[WHAT THE EXERCISE ASKS] Take the data below. Output it exactly from its first line through the line containing "pub trait CredentialStore: Send".

[DATA RECORDS]
###

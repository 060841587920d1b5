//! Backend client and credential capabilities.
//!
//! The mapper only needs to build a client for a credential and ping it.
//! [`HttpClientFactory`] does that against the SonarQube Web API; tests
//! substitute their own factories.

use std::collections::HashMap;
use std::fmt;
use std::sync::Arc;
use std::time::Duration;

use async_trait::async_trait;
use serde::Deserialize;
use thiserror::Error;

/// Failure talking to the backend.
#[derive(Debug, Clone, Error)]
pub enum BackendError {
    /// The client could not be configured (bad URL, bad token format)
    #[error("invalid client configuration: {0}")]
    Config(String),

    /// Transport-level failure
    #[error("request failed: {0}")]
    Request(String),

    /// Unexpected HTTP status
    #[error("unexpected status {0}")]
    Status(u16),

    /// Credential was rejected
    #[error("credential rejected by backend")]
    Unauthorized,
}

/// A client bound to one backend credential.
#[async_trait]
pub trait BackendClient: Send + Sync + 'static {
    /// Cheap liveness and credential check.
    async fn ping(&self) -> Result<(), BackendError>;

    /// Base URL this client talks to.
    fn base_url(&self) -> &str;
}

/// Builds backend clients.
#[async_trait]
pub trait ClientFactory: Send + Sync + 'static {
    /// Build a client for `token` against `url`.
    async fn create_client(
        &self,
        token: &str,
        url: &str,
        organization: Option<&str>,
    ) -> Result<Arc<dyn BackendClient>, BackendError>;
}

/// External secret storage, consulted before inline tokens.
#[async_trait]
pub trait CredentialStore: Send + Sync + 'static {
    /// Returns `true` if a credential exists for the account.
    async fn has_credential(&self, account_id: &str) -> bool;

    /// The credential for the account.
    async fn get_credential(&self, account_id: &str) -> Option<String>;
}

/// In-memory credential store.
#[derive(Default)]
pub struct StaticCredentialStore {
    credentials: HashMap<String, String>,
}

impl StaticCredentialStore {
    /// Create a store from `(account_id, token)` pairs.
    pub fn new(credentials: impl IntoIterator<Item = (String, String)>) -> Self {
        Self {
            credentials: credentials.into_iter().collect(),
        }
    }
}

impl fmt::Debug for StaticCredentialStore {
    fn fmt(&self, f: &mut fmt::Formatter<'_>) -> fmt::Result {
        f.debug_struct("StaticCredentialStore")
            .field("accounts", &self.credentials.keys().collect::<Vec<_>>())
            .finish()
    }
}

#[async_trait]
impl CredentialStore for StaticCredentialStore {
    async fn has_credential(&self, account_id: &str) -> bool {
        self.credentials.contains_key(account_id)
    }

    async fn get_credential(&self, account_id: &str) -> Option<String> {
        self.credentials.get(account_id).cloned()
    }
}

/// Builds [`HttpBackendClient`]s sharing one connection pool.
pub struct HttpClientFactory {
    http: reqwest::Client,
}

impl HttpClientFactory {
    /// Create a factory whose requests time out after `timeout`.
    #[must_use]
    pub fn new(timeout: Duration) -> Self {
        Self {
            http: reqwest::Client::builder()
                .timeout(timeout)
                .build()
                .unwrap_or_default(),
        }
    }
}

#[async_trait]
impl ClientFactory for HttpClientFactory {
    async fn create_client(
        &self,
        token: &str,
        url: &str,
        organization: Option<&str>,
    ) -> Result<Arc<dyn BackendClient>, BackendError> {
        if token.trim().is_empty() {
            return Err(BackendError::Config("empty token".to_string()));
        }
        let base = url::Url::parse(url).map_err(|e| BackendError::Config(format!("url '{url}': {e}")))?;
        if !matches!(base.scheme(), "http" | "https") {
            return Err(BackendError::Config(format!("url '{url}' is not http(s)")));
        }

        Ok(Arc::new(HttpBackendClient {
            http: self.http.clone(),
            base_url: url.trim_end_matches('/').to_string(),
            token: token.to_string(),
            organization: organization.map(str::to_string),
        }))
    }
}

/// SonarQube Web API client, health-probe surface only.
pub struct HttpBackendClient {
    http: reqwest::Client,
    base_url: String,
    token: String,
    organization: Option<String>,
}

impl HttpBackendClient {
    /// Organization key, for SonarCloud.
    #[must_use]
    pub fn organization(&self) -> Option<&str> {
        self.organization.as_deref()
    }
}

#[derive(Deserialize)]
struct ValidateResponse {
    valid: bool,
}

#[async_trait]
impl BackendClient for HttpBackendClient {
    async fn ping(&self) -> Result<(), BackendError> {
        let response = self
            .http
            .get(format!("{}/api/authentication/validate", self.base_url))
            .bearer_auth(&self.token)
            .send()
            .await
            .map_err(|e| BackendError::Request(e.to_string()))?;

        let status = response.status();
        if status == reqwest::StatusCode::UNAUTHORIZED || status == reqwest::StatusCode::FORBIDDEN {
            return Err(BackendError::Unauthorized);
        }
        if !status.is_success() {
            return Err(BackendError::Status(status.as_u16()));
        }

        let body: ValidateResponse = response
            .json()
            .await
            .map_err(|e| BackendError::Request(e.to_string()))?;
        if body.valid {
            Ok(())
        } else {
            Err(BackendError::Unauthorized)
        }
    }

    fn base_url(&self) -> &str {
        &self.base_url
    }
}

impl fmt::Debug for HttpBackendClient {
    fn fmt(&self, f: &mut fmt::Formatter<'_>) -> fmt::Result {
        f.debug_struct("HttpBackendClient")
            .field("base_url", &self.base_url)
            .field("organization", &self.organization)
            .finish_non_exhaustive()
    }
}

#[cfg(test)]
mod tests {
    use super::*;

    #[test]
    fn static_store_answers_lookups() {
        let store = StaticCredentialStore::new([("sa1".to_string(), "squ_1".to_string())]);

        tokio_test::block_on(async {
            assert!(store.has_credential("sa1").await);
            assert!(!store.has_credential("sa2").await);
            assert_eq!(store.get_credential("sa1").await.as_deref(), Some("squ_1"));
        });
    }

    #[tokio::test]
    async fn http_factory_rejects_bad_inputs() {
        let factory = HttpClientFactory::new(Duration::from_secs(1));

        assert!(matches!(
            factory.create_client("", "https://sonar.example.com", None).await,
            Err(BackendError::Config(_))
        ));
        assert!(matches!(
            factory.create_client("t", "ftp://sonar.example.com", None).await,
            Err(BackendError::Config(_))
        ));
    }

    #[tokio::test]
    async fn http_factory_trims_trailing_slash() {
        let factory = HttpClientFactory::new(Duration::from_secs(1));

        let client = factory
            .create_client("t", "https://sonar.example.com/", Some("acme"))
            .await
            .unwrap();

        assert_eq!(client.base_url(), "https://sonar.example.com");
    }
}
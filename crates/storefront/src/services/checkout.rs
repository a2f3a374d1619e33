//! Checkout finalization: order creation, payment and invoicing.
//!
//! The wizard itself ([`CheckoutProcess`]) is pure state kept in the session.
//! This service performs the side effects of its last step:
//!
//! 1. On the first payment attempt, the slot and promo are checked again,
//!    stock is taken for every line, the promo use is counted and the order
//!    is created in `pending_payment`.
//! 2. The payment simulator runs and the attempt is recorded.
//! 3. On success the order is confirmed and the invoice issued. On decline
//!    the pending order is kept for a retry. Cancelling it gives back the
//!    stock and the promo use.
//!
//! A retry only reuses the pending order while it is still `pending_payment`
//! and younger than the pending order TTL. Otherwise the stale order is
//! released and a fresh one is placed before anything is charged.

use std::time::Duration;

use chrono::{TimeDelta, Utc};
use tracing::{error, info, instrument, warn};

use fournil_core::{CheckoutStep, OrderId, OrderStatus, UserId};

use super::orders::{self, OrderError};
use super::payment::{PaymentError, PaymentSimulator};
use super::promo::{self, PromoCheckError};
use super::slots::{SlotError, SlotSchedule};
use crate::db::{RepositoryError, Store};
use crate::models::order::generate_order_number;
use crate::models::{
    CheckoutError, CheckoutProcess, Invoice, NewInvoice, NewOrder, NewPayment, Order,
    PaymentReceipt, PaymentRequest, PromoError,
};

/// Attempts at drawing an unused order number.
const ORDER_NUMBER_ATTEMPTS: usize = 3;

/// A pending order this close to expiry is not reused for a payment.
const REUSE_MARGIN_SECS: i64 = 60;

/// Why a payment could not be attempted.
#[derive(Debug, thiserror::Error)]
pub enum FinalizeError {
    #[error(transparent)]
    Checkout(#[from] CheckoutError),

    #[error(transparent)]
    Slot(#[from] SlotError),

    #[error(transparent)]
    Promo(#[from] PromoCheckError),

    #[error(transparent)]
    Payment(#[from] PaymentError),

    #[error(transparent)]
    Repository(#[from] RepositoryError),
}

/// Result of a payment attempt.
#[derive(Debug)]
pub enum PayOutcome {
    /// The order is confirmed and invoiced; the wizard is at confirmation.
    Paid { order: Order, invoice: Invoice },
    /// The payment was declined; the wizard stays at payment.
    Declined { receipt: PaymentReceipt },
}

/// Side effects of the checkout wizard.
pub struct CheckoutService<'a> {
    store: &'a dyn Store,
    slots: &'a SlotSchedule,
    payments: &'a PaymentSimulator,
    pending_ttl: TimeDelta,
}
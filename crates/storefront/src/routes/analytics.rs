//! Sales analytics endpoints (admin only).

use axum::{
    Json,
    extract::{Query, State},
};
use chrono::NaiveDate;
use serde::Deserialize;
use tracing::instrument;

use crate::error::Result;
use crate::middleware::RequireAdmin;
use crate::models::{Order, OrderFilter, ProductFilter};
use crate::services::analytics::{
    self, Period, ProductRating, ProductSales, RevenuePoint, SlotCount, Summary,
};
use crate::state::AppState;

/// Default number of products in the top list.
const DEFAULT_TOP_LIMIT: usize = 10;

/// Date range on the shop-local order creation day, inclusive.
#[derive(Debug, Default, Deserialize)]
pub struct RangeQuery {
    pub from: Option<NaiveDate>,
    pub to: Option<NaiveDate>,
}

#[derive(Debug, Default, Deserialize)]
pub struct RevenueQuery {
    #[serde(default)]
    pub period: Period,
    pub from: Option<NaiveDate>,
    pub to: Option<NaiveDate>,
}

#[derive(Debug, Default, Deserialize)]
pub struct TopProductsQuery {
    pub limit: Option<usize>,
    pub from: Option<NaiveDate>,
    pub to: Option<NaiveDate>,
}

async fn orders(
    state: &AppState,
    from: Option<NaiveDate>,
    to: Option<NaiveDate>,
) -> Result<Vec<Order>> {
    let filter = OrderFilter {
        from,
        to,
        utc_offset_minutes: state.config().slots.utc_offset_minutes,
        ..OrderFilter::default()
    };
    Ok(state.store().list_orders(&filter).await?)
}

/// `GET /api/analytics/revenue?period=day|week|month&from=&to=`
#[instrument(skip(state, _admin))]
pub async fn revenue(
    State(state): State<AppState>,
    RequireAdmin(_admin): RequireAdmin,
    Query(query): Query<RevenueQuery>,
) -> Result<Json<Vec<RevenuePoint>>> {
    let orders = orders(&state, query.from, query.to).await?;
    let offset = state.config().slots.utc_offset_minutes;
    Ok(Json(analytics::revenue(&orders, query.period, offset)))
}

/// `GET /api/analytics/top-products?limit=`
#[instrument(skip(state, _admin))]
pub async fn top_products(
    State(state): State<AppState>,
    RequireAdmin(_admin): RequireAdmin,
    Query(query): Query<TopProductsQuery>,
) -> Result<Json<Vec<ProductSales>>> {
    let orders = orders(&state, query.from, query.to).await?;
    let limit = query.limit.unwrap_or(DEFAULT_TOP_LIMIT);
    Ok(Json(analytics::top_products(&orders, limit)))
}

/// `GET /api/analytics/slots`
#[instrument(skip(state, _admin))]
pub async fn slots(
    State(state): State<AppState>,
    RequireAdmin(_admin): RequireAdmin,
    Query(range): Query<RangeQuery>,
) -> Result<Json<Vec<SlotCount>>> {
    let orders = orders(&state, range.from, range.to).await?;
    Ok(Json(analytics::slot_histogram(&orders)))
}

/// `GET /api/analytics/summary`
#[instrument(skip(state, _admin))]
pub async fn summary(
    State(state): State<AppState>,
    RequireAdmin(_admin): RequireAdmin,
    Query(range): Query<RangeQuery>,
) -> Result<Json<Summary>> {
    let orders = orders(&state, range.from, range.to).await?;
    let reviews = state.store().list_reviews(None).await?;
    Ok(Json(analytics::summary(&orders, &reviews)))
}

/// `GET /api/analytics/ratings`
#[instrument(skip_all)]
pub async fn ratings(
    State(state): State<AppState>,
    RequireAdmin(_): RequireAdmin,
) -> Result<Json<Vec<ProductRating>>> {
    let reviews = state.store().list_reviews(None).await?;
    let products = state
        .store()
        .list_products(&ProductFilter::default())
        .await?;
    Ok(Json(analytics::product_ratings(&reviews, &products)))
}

###

[TASK SOLUTION]
repository 060841587920d1b5
//! Backend client and credential capabilities.
//!
//! The mapper only needs to build a client for a credential and ping it.
//! [`HttpClientFactory`] does that against the SonarQube Web API; tests
//! substitute their own factories.

use std::collections::HashMap;
use std::fmt;
use std::sync::Arc;
use std::time::Duration;

use async_trait::async_trait;
use serde::Deserialize;
use thiserror::Error;

/// Failure talking to the backend.
#[derive(Debug, Clone, Error)]
pub enum BackendError {
    /// The client could not be configured (bad URL, bad token format)
    #[error("invalid client configuration: {0}")]
    Config(String),

    /// Transport-level failure
    #[error("request failed: {0}")]
    Request(String),

    /// Unexpected HTTP status
    #[error("unexpected status {0}")]
    Status(u16),

    /// Credential was rejected
    #[error("credential rejected by backend")]
    Unauthorized,
}

/// A client bound to one backend credential.
#[async_trait]
pub trait BackendClient: Send + Sync + 'static {
    /// Cheap liveness and credential check.
    async fn ping(&self) -> Result<(), BackendError>;

    /// Base URL this client talks to.
    fn base_url(&self) -> &str;
}

/// Builds backend clients.
#[async_trait]
pub trait ClientFactory: Send + Sync + 'static {
    /// Build a client for `token` against `url`.
    async fn create_client(
        &self,
        token: &str,
        url: &str,
        organization: Option<&str>,
    ) -> Result<Arc<dyn BackendClient>, BackendError>;
}

/// External secret storage, consulted before inline tokens.
#[async_trait]
pub trait CredentialStore: Send + Sync + 'static {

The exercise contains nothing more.